Conflicten vorsten met adel en steden - 1

In de Middeleeuwen vormde de hoge adel (en de daarvan afhankelijke lagere adel) een hiƫrarchische klasse van grootgrondbezitters, die de beschikking had over militaire middelen en land. De vorst kon in geval van gewapende conflicten een beroep doen op de adel. De adel was een gesloten kaste met een eigen cultuur en taalgebruik waarvan je door geboorte deel uitmaakte. In de late Middeleeuwen werd de positie van rijke handeldrijvende burgers in de steden steeds belangrijker. Personeel voor de uitdijende koninklijke bureaucratie werd steeds meer gerekruteerd uit deze nieuwe klasse van goed opgeleide burgers. De macht van de adel kalfde daarmee langzaam af. Steden kregen door handel meer macht en hadden bestuur en rechtspraak vaak in eigen hand. De adel kon hier weinig tegen uitrichten omdat zij geen handel mochten drijven. Na 1500 toen de bevolking groeide en de prijzen stegen(voedselschaarste) bleef het inkomen van de adel achter. Pachtafspraken werden voor lange perioden vastgesteld en konden niet zonder slag of stoot worden aangepast. De adel werd qua inkomen afhankelijker van de vorst die daar graag misbruik van maakte.

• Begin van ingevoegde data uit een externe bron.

//! Error types for tvb
//!
//! Absent profile flags and a missing framework are normal conditions and
//! never surface here. Errors cover metadata I/O, configuration and writes
//! to a sealed process-wide profile.

use std::path::PathBuf;
use thiserror::Error;

/// Main error type for tvb operations
#[derive(Error, Debug)]
pub enum TvbError {
    /// I/O error while writing or removing package metadata
    #[error("I/O error at '{path}': {source}")]
    Io {
        /// Path being written or removed
        path: PathBuf,
        /// Underlying error
        #[source]
        source: std::io::Error,
    },

    /// Tag is not one of the known profile constants
    #[error("Unknown profile: {0}")]
    UnknownProfile(String),

    /// The process-wide profile was sealed before this write
    #[error("Profile already frozen as {current:?}; refusing to apply '{requested}'")]
    ProfileFrozen {
        /// Profile in effect when the state was sealed
        current: Option<String>,
        /// Profile the rejected call asked for
        requested: String,
    },

    /// Configuration error
    #[error("Configuration error: {0}")]
    ConfigError(String),

    /// Metadata serialization error
    #[error("Serialization error: {0}")]
    Serialization(String),
}

impl TvbError {
    /// Create an I/O error with path context
    pub fn io(path: impl Into<PathBuf>, source: std::io::Error) -> Self {
        Self::Io {
            path: path.into(),
            source,
        }
    }

    /// Create a configuration error
    pub fn config(message: impl Into<String>) -> Self {
        Self::ConfigError(message.into())
    }

    /// Get the path associated with this error, if any
    pub fn path(&self) -> Option<&PathBuf> {
        match self {
            Self::Io { path, .. } => Some(path),
            _ => None,
        }
    }
}

/// Result type alias for tvb operations
pub type Result<T> = std::result::Result<T, TvbError>;

impl From<std::io::Error> for TvbError {
    fn from(err: std::io::Error) -> Self {
        TvbError::Io {
            path: PathBuf::new(),
            source: err,
        }
    }
}

impl From<serde_json::Error> for TvbError {
    fn from(err: serde_json::Error) -> Self {
        TvbError::Serialization(err.to_string())
    }
}

/// Extension trait for adding path context to std::io::Result
pub trait IoResultExt<T> {
    /// Add path context to an I/O error
    fn with_path(self, path: impl Into<PathBuf>) -> Result<T>;
}

impl<T> IoResultExt<T> for std::io::Result<T> {
    fn with_path(self, path: impl Into<PathBuf>) -> Result<T> {
        self.map_err(|e| TvbError::io(path, e))
    }
}
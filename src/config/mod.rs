//! Configuration module for tvb
//!
//! CLI arguments and the runtime settings derived from them.

mod settings;

pub use settings::*;
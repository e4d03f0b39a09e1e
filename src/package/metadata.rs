//! Generated metadata directory
//!
//! An install renders the descriptor into `<root>/tvb.egg-info/` and then
//! removes that directory again. Removal is best effort: a missing directory
//! is expected and other failures are only logged.

use super::descriptor::PackageDescriptor;
use crate::error::{IoResultExt, Result};
use std::fs;
use std::io::ErrorKind;
use std::path::{Path, PathBuf};

/// Outcome of an install run
#[derive(Debug, Clone)]
pub struct InstallReport {
    /// Metadata directory that was generated
    pub metadata_dir: PathBuf,
    /// Files written into it
    pub files_written: Vec<PathBuf>,
    /// Whether the cleanup step removed the directory
    pub cleaned: bool,
}

impl PackageDescriptor {
    /// Metadata directory path under `root`
    pub fn metadata_dir(&self, root: &Path) -> PathBuf {
        root.join(self.metadata_dir_name())
    }

    /// Render the metadata files into `<root>/<name>.egg-info/`.
    ///
    /// Returns the paths of the written files.
    pub fn write_metadata(&self, root: &Path) -> Result<Vec<PathBuf>> {
        let dir = self.metadata_dir(root);
        fs::create_dir_all(&dir).with_path(&dir)?;

        let files = [
            ("PKG-INFO", self.pkg_info()),
            ("requires.txt", self.requires_txt()),
            ("top_level.txt", format!("{}\n", self.name)),
            ("dependency_links.txt", "\n".to_string()),
        ];

        let mut written = Vec::with_capacity(files.len());
        for (name, contents) in files {
            let path = dir.join(name);
            fs::write(&path, contents).with_path(&path)?;
            written.push(path);
        }

        tracing::info!("Wrote {} metadata files to {:?}", written.len(), dir);
        Ok(written)
    }

    /// Remove `<root>/<name>.egg-info/` recursively.
    ///
    /// Returns true when a directory was removed. Never fails.
    pub fn cleanup_metadata_dir(&self, root: &Path) -> bool {
        let dir = self.metadata_dir(root);
        match fs::remove_dir_all(&dir) {
            Ok(()) => {
                tracing::info!("Removed metadata directory {:?}", dir);
                true
            }
            Err(e) if e.kind() == ErrorKind::NotFound => {
                tracing::debug!("No metadata directory at {:?}", dir);
                false
            }
            Err(e) => {
                tracing::warn!("Ignoring failure to remove {:?}: {}", dir, e);
                false
            }
        }
    }

    /// Install-time sequence: generate the metadata, then clean it up.
    pub fn install(&self, root: &Path) -> Result<InstallReport> {
        let files_written = self.write_metadata(root)?;
        let cleaned = self.cleanup_metadata_dir(root);

        Ok(InstallReport {
            metadata_dir: self.metadata_dir(root),
            files_written,
            cleaned,
        })
    }
}
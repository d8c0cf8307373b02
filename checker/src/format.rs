//! Display helpers
//!
//! Renders field paths for error messages and coerces raw request values to
//! the strings built-in predicates operate on.

use serde_json::{Number, Value};

use crate::location::FieldRef;

/// Render a field reference for error output.
///
/// Integer-like segments become array indexes (`items[0]`), everything else
/// is joined with `.`.
pub fn format_param(field: &FieldRef) -> String {
    match field {
        FieldRef::Name(name) => name.clone(),
        FieldRef::Segments(segments) => segments.iter().fold(String::new(), |acc, segment| {
            if is_int_like(segment) {
                format!("{}[{}]", acc, segment)
            } else if acc.is_empty() {
                segment.clone()
            } else {
                format!("{}.{}", acc, segment)
            }
        }),
    }
}

/// `-1`, `0`, `+42` and `007` are integer-like; `1.5` and `` are not
pub fn is_int_like(segment: &str) -> bool {
    let digits = segment
        .strip_prefix('-')
        .or_else(|| segment.strip_prefix('+'))
        .unwrap_or(segment);

    !digits.is_empty() && digits.bytes().all(|b| b.is_ascii_digit())
}

/// Coerce a raw value to the string handed to built-in predicates.
///
/// Missing values and `null` become the empty string, arrays join their
/// elements with `,` and objects render as `[object Object]`.
pub fn to_display_string(value: Option<&Value>) -> String {
    match value {
        None | Some(Value::Null) => String::new(),
        Some(Value::String(s)) => s.clone(),
        Some(Value::Bool(b)) => b.to_string(),
        Some(Value::Number(n)) => number_to_string(n),
        Some(Value::Array(items)) => items
            .iter()
            .map(|item| to_display_string(Some(item)))
            .collect::<Vec<_>>()
            .join(","),
        Some(Value::Object(_)) => "[object Object]".to_string(),
    }
}

fn number_to_string(n: &Number) -> String {
    if let Some(i) = n.as_i64() {
        return i.to_string();
    }
    if let Some(u) = n.as_u64() {
        return u.to_string();
    }
    match n.as_f64() {
        // 17.0 prints as "17", the way request data reads back from a query string
        Some(f) if f.fract() == 0.0 && f.abs() < 1e21 => format!("{:.0}", f),
        Some(f) => f.to_string(),
        None => n.to_string(),
    }
}

/// Truthiness of a request value: missing, `null`, `false`, `0` and `""` are falsy
pub fn is_truthy(value: Option<&Value>) -> bool {
    match value {
        None | Some(Value::Null) => false,
        Some(Value::Bool(b)) => *b,
        Some(Value::String(s)) => !s.is_empty(),
        Some(Value::Number(n)) => n.as_f64().map(|f| f != 0.0).unwrap_or(true),
        Some(Value::Array(_)) | Some(Value::Object(_)) => true,
    }
}

#[cfg(test)]
mod tests {
    use super::*;
    use serde_json::json;

    #[test]
    fn test_format_scalar_name() {
        assert_eq!(format_param(&FieldRef::from("user.name")), "user.name");
    }

    #[test]
    fn test_format_segments() {
        let field = FieldRef::from(vec!["users", "0", "address", "city"]);
        assert_eq!(format_param(&field), "users[0].address.city");

        let nested = FieldRef::from(vec!["matrix", "1", "2"]);
        assert_eq!(format_param(&nested), "matrix[1][2]");
    }

    #[test]
    fn test_format_zero_padded_index() {
        let field = FieldRef::from(vec!["agents", "007", "codename"]);
        assert_eq!(format_param(&field), "agents[007].codename");
    }

    #[test]
    fn test_format_leading_index() {
        let field = FieldRef::from(vec!["0", "name"]);
        assert_eq!(format_param(&field), "[0].name");
    }

    #[test]
    fn test_is_int_like() {
        assert!(is_int_like("0"));
        assert!(is_int_like("42"));
        assert!(is_int_like("-7"));
        assert!(is_int_like("007"));
        assert!(!is_int_like("1.5"));
        assert!(!is_int_like("name"));
        assert!(!is_int_like(""));
        assert!(!is_int_like("-"));
    }

    #[test]
    fn test_display_string() {
        assert_eq!(to_display_string(None), "");
        assert_eq!(to_display_string(Some(&Value::Null)), "");
        assert_eq!(to_display_string(Some(&json!("17"))), "17");
        assert_eq!(to_display_string(Some(&json!(17))), "17");
        assert_eq!(to_display_string(Some(&json!(17.0))), "17");
        assert_eq!(to_display_string(Some(&json!(1.5))), "1.5");
        assert_eq!(to_display_string(Some(&json!(false))), "false");
        assert_eq!(to_display_string(Some(&json!([1, "a", null]))), "1,a,");
        assert_eq!(to_display_string(Some(&json!({"a": 1}))), "[object Object]");
    }

    #[test]
    fn test_truthiness() {
        for falsy in [json!(0), json!(""), json!(false), Value::Null] {
            assert!(!is_truthy(Some(&falsy)), "{:?} should be falsy", falsy);
        }
        assert!(!is_truthy(None));

        for truthy in [json!(1), json!("0"), json!(true), json!([]), json!({})] {
            assert!(is_truthy(Some(&truthy)), "{:?} should be truthy", truthy);
        }
    }
}
//! Predicate registry
//!
//! Maps predicate names to a uniform invocation. Built-ins see the field value
//! coerced to a string; custom predicates see the raw value and the whole
//! request. Built once at setup and shared read-only by every session.

use std::collections::HashMap;
use std::fmt;
use std::sync::Arc;

use serde_json::Value;

use crate::format::to_display_string;
use crate::location::RequestData;
use crate::predicates::{BuiltinFn, BUILTINS};

/// Signature of a custom predicate: raw value, constraint arguments, request
pub type CustomFn = dyn Fn(Option<&Value>, &[Value], &RequestData) -> bool + Send + Sync;

#[derive(Clone)]
pub enum Predicate {
    Builtin(BuiltinFn),
    Custom(Arc<CustomFn>),
}

impl Predicate {
    pub fn is_builtin(&self) -> bool {
        matches!(self, Predicate::Builtin(_))
    }

    pub fn invoke(&self, value: Option<&Value>, args: &[Value], request: &RequestData) -> bool {
        match self {
            Predicate::Builtin(check) => check(&to_display_string(value), args),
            Predicate::Custom(check) => check(value, args, request),
        }
    }
}

impl fmt::Debug for Predicate {
    fn fmt(&self, f: &mut fmt::Formatter<'_>) -> fmt::Result {
        match self {
            Predicate::Builtin(_) => f.write_str("Predicate::Builtin"),
            Predicate::Custom(_) => f.write_str("Predicate::Custom"),
        }
    }
}

#[derive(Debug, Clone, Default)]
pub struct PredicateRegistry {
    entries: HashMap<String, Predicate>,
}

impl PredicateRegistry {
    /// Registry holding only the built-in predicates
    pub fn builtin() -> Self {
        Self::register(BUILTINS, Vec::new())
    }

    /// Merge built-ins and custom predicates into one table.
    ///
    /// Custom predicates are inserted last, so one registered under a
    /// built-in's name replaces it.
    pub fn register<I>(builtins: &[(&str, BuiltinFn)], custom: I) -> Self
    where
        I: IntoIterator<Item = (String, Arc<CustomFn>)>,
    {
        let mut entries: HashMap<String, Predicate> = builtins
            .iter()
            .map(|(name, check)| (name.to_string(), Predicate::Builtin(*check)))
            .collect();

        for (name, check) in custom {
            if let Some(previous) = entries.insert(name.clone(), Predicate::Custom(check)) {
                tracing::debug!(
                    predicate = %name,
                    builtin = previous.is_builtin(),
                    "custom predicate shadows an existing entry"
                );
            }
        }

        Self { entries }
    }

    pub fn get(&self, name: &str) -> Option<&Predicate> {
        self.entries.get(name)
    }

    pub fn contains(&self, name: &str) -> bool {
        self.entries.contains_key(name)
    }

    pub fn len(&self) -> usize {
        self.entries.len()
    }

    pub fn is_empty(&self) -> bool {
        self.entries.is_empty()
    }
}

#[cfg(test)]
mod tests {
    use super::*;
    use serde_json::json;

    fn custom(check: fn(Option<&Value>, &[Value], &RequestData) -> bool) -> Arc<CustomFn> {
        Arc::new(check)
    }

    #[test]
    fn test_builtin_registry() {
        let registry = PredicateRegistry::builtin();
        assert_eq!(registry.len(), BUILTINS.len());
        assert!(registry.get("isInt").unwrap().is_builtin());
        assert!(registry.contains("matches"));
        assert!(!registry.contains("toInt"));
    }

    #[test]
    fn test_builtins_receive_coerced_value() {
        let registry = PredicateRegistry::builtin();
        let request = RequestData::new();
        let is_int = registry.get("isInt").unwrap();

        assert!(is_int.invoke(Some(&json!(17)), &[], &request));
        assert!(is_int.invoke(Some(&json!("17")), &[], &request));
        assert!(!is_int.invoke(None, &[], &request));
    }

    #[test]
    fn test_custom_receives_raw_value_and_request() {
        let registry = PredicateRegistry::register(
            BUILTINS,
            vec![(
                "isArray".to_string(),
                custom(|value, _, _| matches!(value, Some(Value::Array(_)))),
            ), (
                "matchesBodyField".to_string(),
                custom(|value, args, request| {
                    let other = args.first().and_then(Value::as_str).unwrap_or_default();
                    value.is_some() && value == request.body.get(other)
                }),
            )],
        );
        let request = RequestData::new()
            .with_body("password", "hunter2")
            .with_body("confirm", "hunter2");

        let is_array = registry.get("isArray").unwrap();
        assert!(!is_array.is_builtin());
        assert!(is_array.invoke(Some(&json!([1, 2])), &[], &request));
        assert!(!is_array.invoke(Some(&json!("1,2")), &[], &request));

        let same = registry.get("matchesBodyField").unwrap();
        assert!(same.invoke(Some(&json!("hunter2")), &[json!("password")], &request));
        assert!(!same.invoke(Some(&json!("other")), &[json!("password")], &request));
    }

    #[test]
    fn test_custom_shadows_builtin() {
        let registry = PredicateRegistry::register(
            BUILTINS,
            vec![("isInt".to_string(), custom(|_, _, _| true))],
        );
        let request = RequestData::new();
        let is_int = registry.get("isInt").unwrap();

        assert!(!is_int.is_builtin());
        assert!(is_int.invoke(Some(&json!("not a number")), &[], &request));
        assert_eq!(registry.len(), BUILTINS.len());
    }
}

In het proces van staatsvorming probeerden vorsten belastingmaatregelen te nemen die ten koste gingen van de machtsposities van de adel en de steden. Een gecentraliseerde staat kon alleen bereikt worden als de macht van de delen werd beperkt en als er een efficiƫnt belastingstelsel werd ingevoerd om de hoge kosten van een uitdijende bureaucratie en van oorlogen met rivalen te kunnen bekostigen.